The past several years have seen an almost exponential increase in the diversity and sophistication of the data and analytic techniques available to the student of consumer behavior. The benefits of this inventive growth are apparent to anyone who has followed their exposition in the literature, bit it has also produced a few impediments for the researcher whose goals include the development of a body of consistent analytic finding, over time for management applications. Specifically, three problems have tended to accrue in this environment:

- While increasing sophistication has improved our insight and understanding, its complexity has also increased the problems of making these findings clear and credible to the client of research - the manager without professional analytic skills.

- In observing consumer behavior over time, it is obviously of benefit to be able to link and measure its changes, but this becomes quite difficult as the definitions and measurements of its dimensions shift and alter as new developments appear.
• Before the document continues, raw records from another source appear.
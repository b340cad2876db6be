//! RTCP Rate Limiting Example
//! 
//! This example demonstrates how RTCP packet transmission rate is limited
//! to 5% of the session bandwidth as per RFC 3550. It creates two RTP
//! sessions with different bandwidths and shows how the RTCP intervals
//! are calculated differently.

use std::net::SocketAddr;
use std::sync::Arc;
use std::time::Duration;
use tokio::sync::mpsc;
use tokio::time::sleep;
use tracing::{info, debug, warn, error, Level};
use tracing_subscriber::FmtSubscriber;
use bytes::Bytes;

use rvoip_rtp_core::{
    RtpSession, RtpSessionConfig, RtpSessionEvent,
};
use rvoip_rtp_core::session::RtpSessionSender;

#[tokio::main]
async fn main() -> Result<(), Box<dyn std::error::Error>> {
    // Initialize logging with more detailed output
    let subscriber = FmtSubscriber::builder()
        .with_max_level(Level::INFO)
        .finish();
    tracing::subscriber::set_global_default(subscriber)?;
    
    // Create session configs with different bandwidths
    // Session 1: Low bandwidth (64 kbps)
    // Session 2: High bandwidth (1000 kbps)
    let session1_bw = 64000;
    let session2_bw = 1000000;
    
    info!("Creating two RTP sessions with different bandwidths:");
    info!("Session 1: {} bits/second", session1_bw);
    info!("Session 2: {} bits/second", session2_bw);
    
    // Calculate RTCP bandwidth (5% of session bandwidth)
    let rtcp_bw1 = (session1_bw as f64 * 0.05) as u32;
    let rtcp_bw2 = (session2_bw as f64 * 0.05) as u32;
    
    info!("Session 1 RTCP bandwidth: {} bits/second (5%)", rtcp_bw1);
    info!("Session 2 RTCP bandwidth: {} bits/second (5%)", rtcp_bw2);
    
    // Create first session (low bandwidth)
    let config1 = RtpSessionConfig {
        local_addr: "127.0.0.1:0".parse()?,
        remote_addr: Some("127.0.0.1:40002".parse()?), // We'll send to session 2
        ssrc: Some(0x11111111),
        payload_type: 96,
        clock_rate: 8000,
        enable_jitter_buffer: false,
        ..Default::default()
    };
    
    let mut session1 = RtpSession::new(config1).await?;
    session1.set_bandwidth(session1_bw);
    
    // Create second session (high bandwidth)
    let config2 = RtpSessionConfig {
        local_addr: "127.0.0.1:40002".parse()?,
        remote_addr: Some(session1.local_addr()?),
        ssrc: Some(0x22222222),
        payload_type: 96,
        clock_rate: 8000,
        enable_jitter_buffer: false,
        ..Default::default()
    };
    
    let mut session2 = RtpSession::new(config2).await?;
    session2.set_bandwidth(session2_bw);
    
    // Subscribe to session events to monitor RTCP packets
    let mut events1 = session1.subscribe();
    let mut events2 = session2.subscribe();
    
    // Set up a task to monitor RTCP events from both sessions
    tokio::spawn(async move {
        loop {
            tokio::select! {
                result = events1.recv() => {
                    if let Ok(event) = result {
                        match event {
                            RtpSessionEvent::RtcpSenderReport { ssrc, packet_count, octet_count, .. } => {
                                info!("Session 1 sent RTCP SR: ssrc={:08x}, packets={}, bytes={}",
                                      ssrc, packet_count, octet_count);
                            }
                            RtpSessionEvent::RtcpReceiverReport { ssrc, .. } => {
                                info!("Session 1 sent RTCP RR: ssrc={:08x}", ssrc);
                            }
                            _ => {}
                        }
                    }
                }
                result = events2.recv() => {
                    if let Ok(event) = result {
                        match event {
                            RtpSessionEvent::RtcpSenderReport { ssrc, packet_count, octet_count, .. } => {
                                info!("Session 2 sent RTCP SR: ssrc={:08x}, packets={}, bytes={}",
                                      ssrc, packet_count, octet_count);
                            }
                            RtpSessionEvent::RtcpReceiverReport { ssrc, .. } => {
                                info!("Session 2 sent RTCP RR: ssrc={:08x}", ssrc);
                            }
                            _ => {}
                        }
                    }
                }
            }
        }
    });
    
    // Create sender handles for RTP traffic generation
    let session1_sender = session1.create_sender_handle();
    let session2_sender = session2.create_sender_handle();
    
    // Start sending RTP packets from Session 1 (low bandwidth)
    let s1_handle = tokio::spawn(async move {
        info!("Starting RTP traffic generation for Session 1 (low bandwidth)");
        
        // Send a packet every 20ms for G.711 audio simulation (64 kbps)
        let mut interval = tokio::time::interval(Duration::from_millis(20));
        let payload_size = 160; // G.711 has 8 bytes/ms -> 160 bytes for 20ms
        
        for i in 0..750 { // 750 * 20ms = 15 seconds
            interval.tick().await;
            
            // Generate dummy payload
            let payload = Bytes::from(vec![0u8; payload_size]);
            
            // Send packet
            let timestamp = i * 160; // 8kHz = 8 samples/ms, 20ms = 160 samples
            if let Err(e) = session1_sender.send_packet(timestamp, payload, false).await {
                error!("Failed to send packet from session 1: {}", e);
            }
        }
    });
    
    // Start sending RTP packets from Session 2 (high bandwidth)
    let s2_handle = tokio::spawn(async move {
        info!("Starting RTP traffic generation for Session 2 (high bandwidth)");
        
        // Send a packet every 20ms for video simulation (1 Mbps)
        let mut interval = tokio::time::interval(Duration::from_millis(20));
        let payload_size = 2500; // ~1 Mbps at 50 packets/second
        
        for i in 0..750 { // 750 * 20ms = 15 seconds
            interval.tick().await;
            
            // Generate dummy payload
            let payload = Bytes::from(vec![0u8; payload_size]);
            
            // Send packet
            let timestamp = i * 90; // 90kHz = 90 samples/ms, 20ms = 1800 samples
            if let Err(e) = session2_sender.send_packet(timestamp, payload, i % 30 == 0).await {
                error!("Failed to send packet from session 2: {}", e);
            }
        }
    });
    
    // Calculate expected RTCP intervals
    info!("Expected theoretical RTCP intervals:");
    
    // Calculate expected intervals (simplified approximation)
    // Interval = (RTCP packet size * members) / RTCP bandwidth
    let rtcp_packet_size = 100 * 8; // 100 bytes * 8 bits
    let members = 2;
    
    let expected_interval1 = (rtcp_packet_size * members) as f64 / rtcp_bw1 as f64;
    let expected_interval2 = (rtcp_packet_size * members) as f64 / rtcp_bw2 as f64;
    
    info!("Session 1 (low bandwidth): ~{:.2} seconds", expected_interval1);
    info!("Session 2 (high bandwidth): ~{:.2} seconds", expected_interval2);
    info!("Note: Actual intervals include randomization (0.5 to 1.5 of calculated interval)");
    
    // Wait for 15 seconds to observe multiple RTCP packets
    info!("Running for 15 seconds to observe RTCP rate limiting...");
    sleep(Duration::from_secs(15)).await;
    
    // Wait for the sending tasks to complete
    let _ = tokio::join!(s1_handle, s2_handle);
    
    info!("RTCP rate limiting demonstration completed");
    
    Ok(())
}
- Finally, when studying different manifestations of market effects on a geographic basis, there is a natural desire to anchor these in some way for comparative purposes, so that differences caused by location, product perception and sales effort may be identified and evaluated.

None of these difficulties preclude the use of advances in the art, but they do indicate to the prudent practitioner the need for some research yardstick against which can be measured the wealth of new data we are acquiring. The criteria for such a yardstick are practically self-evident. It should be:

- Simple. Easily comprehended and grasped.

- Logical. Possessing prima facie validity.

- Consistent. Durable enough to withstand both the winds of change and the fires of fad.

- Comparable. Capable of being linked not only to other internal information. but external data as well.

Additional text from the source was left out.